Will also note that I’ve started watching Bergman’s Fanny and Alexander, television version, and found the first episode to be fantastic - a portrait of a bourgeois Swedish family in the early 20th century celebrating xmas with what at first seems to be a grand, lavish entertainment - but over the course of the evening (and of this first episode) we see the fault lines, the misery, the lies, the infidelity (as well as, to be fair, the creativity) that lurk just beneath the glamour surface - this brilliant celebration is a facade, beneath which lies ruined and failed lives and class exploitation. 
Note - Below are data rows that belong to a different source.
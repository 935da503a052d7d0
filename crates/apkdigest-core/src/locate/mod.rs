//! Package locator interface: turn an application identifier into archive paths.
//!
//! The extractor only consumes a path; how packages are found is up to the
//! locator. [`DirectoryLocator`] covers the on-disk layout of installed
//! packages, other sources can implement [`PackageLocator`] directly.

mod directory;

use std::path::PathBuf;

pub use directory::DirectoryLocator;

/// Source of candidate archives for an application.
pub trait PackageLocator {
    /// All archives that may hold `app_id`, in preference order.
    fn candidates(&self, app_id: &str) -> anyhow::Result<Vec<PathBuf>>;
}

/// Resolve `app_id` to a single archive path.
///
/// Exactly one candidate is expected. More than one is logged as a warning and
/// the first is used; none (or a locator error) is logged as an error.
pub fn resolve_archive<L>(locator: &L, app_id: &str) -> Option<PathBuf>
where
    L: PackageLocator + ?Sized,
{
    let candidates = match locator.candidates(app_id) {
        Ok(c) => c,
        Err(e) => {
            tracing::error!(app_id, "package lookup failed: {:#}", e);
            return None;
        }
    };
    let n = candidates.len();
    if n > 1 {
        tracing::warn!(app_id, candidates = n, "too many packages, using the first");
    }
    let first = candidates.into_iter().next();
    match &first {
        Some(path) => tracing::debug!(app_id, archive = %path.display(), "resolved package"),
        None => tracing::error!(app_id, "package not found"),
    }
    first
}
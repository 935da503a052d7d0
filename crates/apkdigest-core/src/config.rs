use anyhow::{Context, Result};
use serde::{Deserialize, Serialize};
use std::fs;
use std::path::PathBuf;

use crate::manifest::DigestSpec;

/// Global configuration loaded from `~/.config/apkdigest/config.toml`.
#[derive(Debug, Clone, Default, PartialEq, Eq, Serialize, Deserialize)]
pub struct ApkDigestConfig {
    /// Default package directory for `locate` when `--root` is not given.
    #[serde(default)]
    pub package_root: Option<PathBuf>,
    /// Manifest entry, target marker and digest header to look for.
    #[serde(default)]
    pub digest: DigestSpec,
}

impl ApkDigestConfig {
    /// Render as TOML, as written by `load_or_init`.
    pub fn to_toml_string(&self) -> Result<String> {
        Ok(toml::to_string_pretty(self)?)
    }
}

pub fn config_path() -> Result<PathBuf> {
    let xdg_dirs = xdg::BaseDirectories::with_prefix("apkdigest")?;
    Ok(xdg_dirs.place_config_file("config.toml")?)
}

/// Load configuration from disk, creating a default file if none exists.
pub fn load_or_init() -> Result<ApkDigestConfig> {
    let path = config_path()?;
    if !path.exists() {
        let default_cfg = ApkDigestConfig::default();
        let toml = default_cfg.to_toml_string()?;
        if let Some(parent) = path.parent() {
            fs::create_dir_all(parent)?;
        }
        fs::write(&path, toml)?;
        tracing::info!("created default config at {}", path.display());
        return Ok(default_cfg);
    }

    let data = fs::read_to_string(&path)?;
    let cfg: ApkDigestConfig =
        toml::from_str(&data).with_context(|| format!("parse config: {}", path.display()))?;
    if let Some(field) = cfg.digest.empty_field() {
        anyhow::bail!("{}: digest.{} must not be empty", path.display(), field);
    }
    Ok(cfg)
}
//! JAR-style manifest scanning: find the digest line that belongs to a named entry.
//!
//! A signed APK's `META-INF/MANIFEST.MF` lists one section per packaged file:
//!
//! ```text
//! Name: classes.dex
//! SHA1-Digest: AbCdEf123==
//! ```
//!
//! The scanner looks for the first line containing the target marker and then
//! treats the very next line as authoritative: it either carries the digest
//! header prefix or the lookup fails.

mod lines;
mod scan;

use serde::{Deserialize, Serialize};

pub use lines::{manifest_lines, ManifestLines};
pub use scan::{scan_lines, step, ScanState, Step};

/// Archive member holding the per-file digests.
pub const MANIFEST_ENTRY: &str = "META-INF/MANIFEST.MF";
/// Compiled-code bundle whose digest identifies the build.
pub const DEX_MARKER: &str = "classes.dex";
/// Prefix of the digest line that follows the marker line.
pub const SHA1_DIGEST_HEADER: &str = "SHA1-Digest: ";

/// What to look for inside an archive.
#[derive(Debug, Clone, PartialEq, Eq, Serialize, Deserialize)]
#[serde(default)]
pub struct DigestSpec {
    /// Path of the manifest member inside the archive.
    pub manifest_entry: String,
    /// Substring identifying the line that starts the section of interest.
    pub target_marker: String,
    /// Prefix of the line carrying the digest value.
    pub digest_header: String,
}

impl Default for DigestSpec {
    fn default() -> Self {
        Self {
            manifest_entry: MANIFEST_ENTRY.to_string(),
            target_marker: DEX_MARKER.to_string(),
            digest_header: SHA1_DIGEST_HEADER.to_string(),
        }
    }
}

impl DigestSpec {
    /// Returns the name of the first empty field, if any.
    ///
    /// An empty marker would match every line and an empty header every
    /// following line, so both are rejected up front.
    pub fn empty_field(&self) -> Option<&'static str> {
        if self.manifest_entry.is_empty() {
            Some("manifest_entry")
        } else if self.target_marker.is_empty() {
            Some("target_marker")
        } else if self.digest_header.is_empty() {
            Some("digest_header")
        } else {
            None
        }
    }
}
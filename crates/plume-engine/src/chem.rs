//! Chemical reaction compiler.
//!
//! For every region, filters the global reaction list down to the
//! reactions admitted there, classifies them by order, and precomputes
//! the rates used by the mesoscopic engine and the per-step cumulative
//! probability tables used by the microscopic engine.

use plume_core::config::{ReactionSpec, RegionKind, SurfaceKind, SurfaceRxnKind};
use plume_core::{PlumeError, Result};

use crate::region::Region;

/// One reaction compiled for one region.
#[derive(Debug, Clone)]
pub struct CompiledRxn {
    /// Index into the global reaction list.
    pub spec_index: usize,
    pub order: u32,
    /// Mesoscopic rate, adjusted by the subvolume measure for orders 0
    /// and 2, and by the absorbing-flux correction for absorbing
    /// first-order reactions.
    pub rate: f64,
    /// Microscopic zeroth-order rate `k * region volume`.
    pub micro_zeroth_rate: f64,
    pub reactants: Vec<u32>,
    /// Product molecule types, one entry per product molecule.
    pub products: Vec<usize>,
    /// Net count change per molecule type.
    pub mol_change: Vec<i64>,
    /// The single reactant type of a first-order reaction.
    pub uni_reactant: usize,
    /// The reactant types of a second-order reaction (equal entries for a
    /// same-species reaction).
    pub bi_reactants: [usize; 2],
    pub surf_kind: SurfaceRxnKind,
}

/// First-order reaction lookup for one molecule type in one region.
#[derive(Debug, Clone, Default)]
pub struct FirstOrderTable {
    /// Local indices (into `RegionChem::rxns`) of the first-order
    /// reactions consuming this molecule type.
    pub rxns: Vec<usize>,
    /// Sum of the first-order rates.
    pub sum_rate: f64,
    /// Cumulative probability of each reaction firing within one full
    /// micro step.
    pub cum_prob: Vec<f64>,
    /// Rate of each reaction relative to `sum_rate`, used to rebuild the
    /// table for partial steps.
    pub relative_rate: Vec<f64>,
    /// Probability that no reaction fires within one full step:
    /// `exp(-dt * sum_rate)`.
    pub min_rxn_time_rv: f64,
}

impl FirstOrderTable {
    /// Probability that some reaction fires within one full step.
    #[inline]
    pub fn total_prob(&self) -> f64 {
        1.0 - self.min_rxn_time_rv
    }
}

/// All reactions compiled for one region.
#[derive(Debug, Clone, Default)]
pub struct RegionChem {
    pub rxns: Vec<CompiledRxn>,
    /// Local indices of zeroth-order reactions.
    pub zeroth: Vec<usize>,
    /// Per molecule type: the first-order lookup table.
    pub first_order: Vec<FirstOrderTable>,
}

impl RegionChem {
    /// Does this region absorb the given molecule type at its surface?
    pub fn absorbing_prob(&self, mol_type: usize) -> Option<f64> {
        let table = &self.first_order[mol_type];
        let &local = table.rxns.first()?;
        if self.rxns[local].surf_kind == SurfaceRxnKind::Absorbing {
            Some(table.cum_prob[0])
        } else {
            None
        }
    }

    /// Probability that the given molecule type crosses a membrane on one
    /// collision, if this region is a membrane with a matching reaction.
    pub fn membrane_prob(&self, mol_type: usize) -> Option<f64> {
        let table = &self.first_order[mol_type];
        let &local = table.rxns.first()?;
        if self.rxns[local].surf_kind == SurfaceRxnKind::Membrane {
            Some(*table.cum_prob.last().unwrap_or(&0.0))
        } else {
            None
        }
    }
}
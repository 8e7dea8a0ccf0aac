//! Shape primitives and their boundary representation.
//!
//! A [`Boundary`] couples a [`Shape`] tag with a 6-slot parameter vector:
//!
//! - `Rectangle` / `RectangularBox`: `[x_lo, x_hi, y_lo, y_hi, z_lo, z_hi]`
//!   (a rectangle has exactly one degenerate axis pair)
//! - `Sphere`: `[cx, cy, cz, r, r^2, 0]`
//! - `Cylinder(axis)`: `[cx, cy, cz, r, r^2, length]` where `(cx, cy, cz)`
//!   is the center of the base circle and the body extends `length` along
//!   the orientation axis.

use rand::Rng;

/// A 3D point or vector.
pub type Point = [f64; 3];

/// Coordinate axis.
#[derive(Debug, Clone, Copy, PartialEq, Eq, Hash)]
pub enum Axis {
    X,
    Y,
    Z,
}

impl Axis {
    /// Index of this axis into a [`Point`].
    #[inline]
    pub fn index(self) -> usize {
        match self {
            Axis::X => 0,
            Axis::Y => 1,
            Axis::Z => 2,
        }
    }

    /// The two axes orthogonal to this one, in ascending index order.
    #[inline]
    pub fn cross(self) -> (usize, usize) {
        match self {
            Axis::X => (1, 2),
            Axis::Y => (0, 2),
            Axis::Z => (0, 1),
        }
    }

    /// Axis from a point index.
    #[inline]
    pub fn from_index(i: usize) -> Axis {
        match i {
            0 => Axis::X,
            1 => Axis::Y,
            _ => Axis::Z,
        }
    }
}

/// The four supported shape primitives.
#[derive(Debug, Clone, Copy, PartialEq, Eq)]
pub enum Shape {
    Rectangle,
    RectangularBox,
    Sphere,
    Cylinder(Axis),
}

impl Shape {
    /// Short name used in error messages.
    pub fn name(self) -> &'static str {
        match self {
            Shape::Rectangle => "Rectangle",
            Shape::RectangularBox => "Rectangular Box",
            Shape::Sphere => "Sphere",
            Shape::Cylinder(_) => "Cylinder",
        }
    }

    /// Whether the shape is round (sphere or cylinder).
    pub fn is_round(self) -> bool {
        matches!(self, Shape::Sphere | Shape::Cylinder(_))
    }
}

/// Identifier of one face of a boundary, used by ray hits and reflections.
#[derive(Debug, Clone, Copy, PartialEq, Eq)]
pub enum Face {
    XLo,
    XHi,
    YLo,
    YHi,
    ZLo,
    ZHi,
    /// The single surface of a sphere.
    Surface,
    /// Cylinder cap at the anchor plane.
    CapLo,
    /// Cylinder cap at anchor + length.
    CapHi,
    /// Curved cylinder surface.
    Mantle,
}

impl Face {
    /// The six planar faces of a rectangular box, in parameter order.
    pub const BOX_FACES: [Face; 6] = [
        Face::XLo,
        Face::XHi,
        Face::YLo,
        Face::YHi,
        Face::ZLo,
        Face::ZHi,
    ];

    /// Parameter-vector index of a planar box face.
    #[inline]
    pub fn plane_index(self) -> Option<usize> {
        match self {
            Face::XLo => Some(0),
            Face::XHi => Some(1),
            Face::YLo => Some(2),
            Face::YHi => Some(3),
            Face::ZLo => Some(4),
            Face::ZHi => Some(5),
            _ => None,
        }
    }

    /// Axis normal to a planar box face.
    #[inline]
    pub fn normal_axis(self) -> Option<Axis> {
        match self {
            Face::XLo | Face::XHi => Some(Axis::X),
            Face::YLo | Face::YHi => Some(Axis::Y),
            Face::ZLo | Face::ZHi => Some(Axis::Z),
            _ => None,
        }
    }
}

/// Direction from one boundary to an adjacent one.
///
/// Left/Right are along x, Down/Up along y, In/Out along z; the direction
/// names the face of the *first* boundary that is shared.
#[derive(Debug, Clone, Copy, PartialEq, Eq)]
pub enum CardinalDir {
    Left,
    Right,
    Down,
    Up,
    In,
    Out,
}

impl CardinalDir {
    /// The box face of the first boundary shared in this direction.
    #[inline]
    pub fn face(self) -> Face {
        match self {
            CardinalDir::Left => Face::XLo,
            CardinalDir::Right => Face::XHi,
            CardinalDir::Down => Face::YLo,
            CardinalDir::Up => Face::YHi,
            CardinalDir::In => Face::ZLo,
            CardinalDir::Out => Face::ZHi,
        }
    }

    /// Axis along which this direction points.
    #[inline]
    pub fn axis(self) -> Axis {
        match self {
            CardinalDir::Left | CardinalDir::Right => Axis::X,
            CardinalDir::Down | CardinalDir::Up => Axis::Y,
            CardinalDir::In | CardinalDir::Out => Axis::Z,
        }
    }

    /// Whether the direction points toward increasing coordinates.
    #[inline]
    pub fn is_upper(self) -> bool {
        matches!(self, CardinalDir::Right | CardinalDir::Up | CardinalDir::Out)
    }

    /// The lower/upper pair of directions along one axis.
    #[inline]
    pub fn along(axis: Axis) -> (CardinalDir, CardinalDir) {
        match axis {
            Axis::X => (CardinalDir::Left, CardinalDir::Right),
            Axis::Y => (CardinalDir::Down, CardinalDir::Up),
            Axis::Z => (CardinalDir::In, CardinalDir::Out),
        }
    }
}

#[inline]
pub(crate) fn sq(v: f64) -> f64 {
    v * v
}

/// Euclidean distance between two points.
#[inline]
pub fn point_distance(a: &Point, b: &Point) -> f64 {
    (sq(b[0] - a[0]) + sq(b[1] - a[1]) + sq(b[2] - a[2])).sqrt()
}

/// A shape instance: tag plus parameter vector.
#[derive(Debug, Clone, Copy, PartialEq)]
pub struct Boundary {
    pub shape: Shape,
    pub coor: [f64; 6],
}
Finally, saw Joel Coen’s The Tragedy of Macbeth (how nervy is Coen to take credit for re-writing this play, “adapted” from Shakespeare. It’s no more adapted than, say, 98 percent of productions - in essence, he introduces one - needless - character and makes some cuts esp among the witches’ chants). On the plus side, there are some visually striking moments - in particular the movement of Biornam Wood - but the film suffers from, for some reason, imagining a Scotland inhabited by about 10 people, for the weird choice of a setting in a castle that’s all weird angles and tall staircases - as if right out of Calgary rather than the Scottish moors - and especially because of the poor performances of Denzel Washington, star though he may be he is terrible at delivery of MB’s lines, which is kind of essential to any production, and a surprisingly tepid and understated performance from Frances McDormand sharing the lede.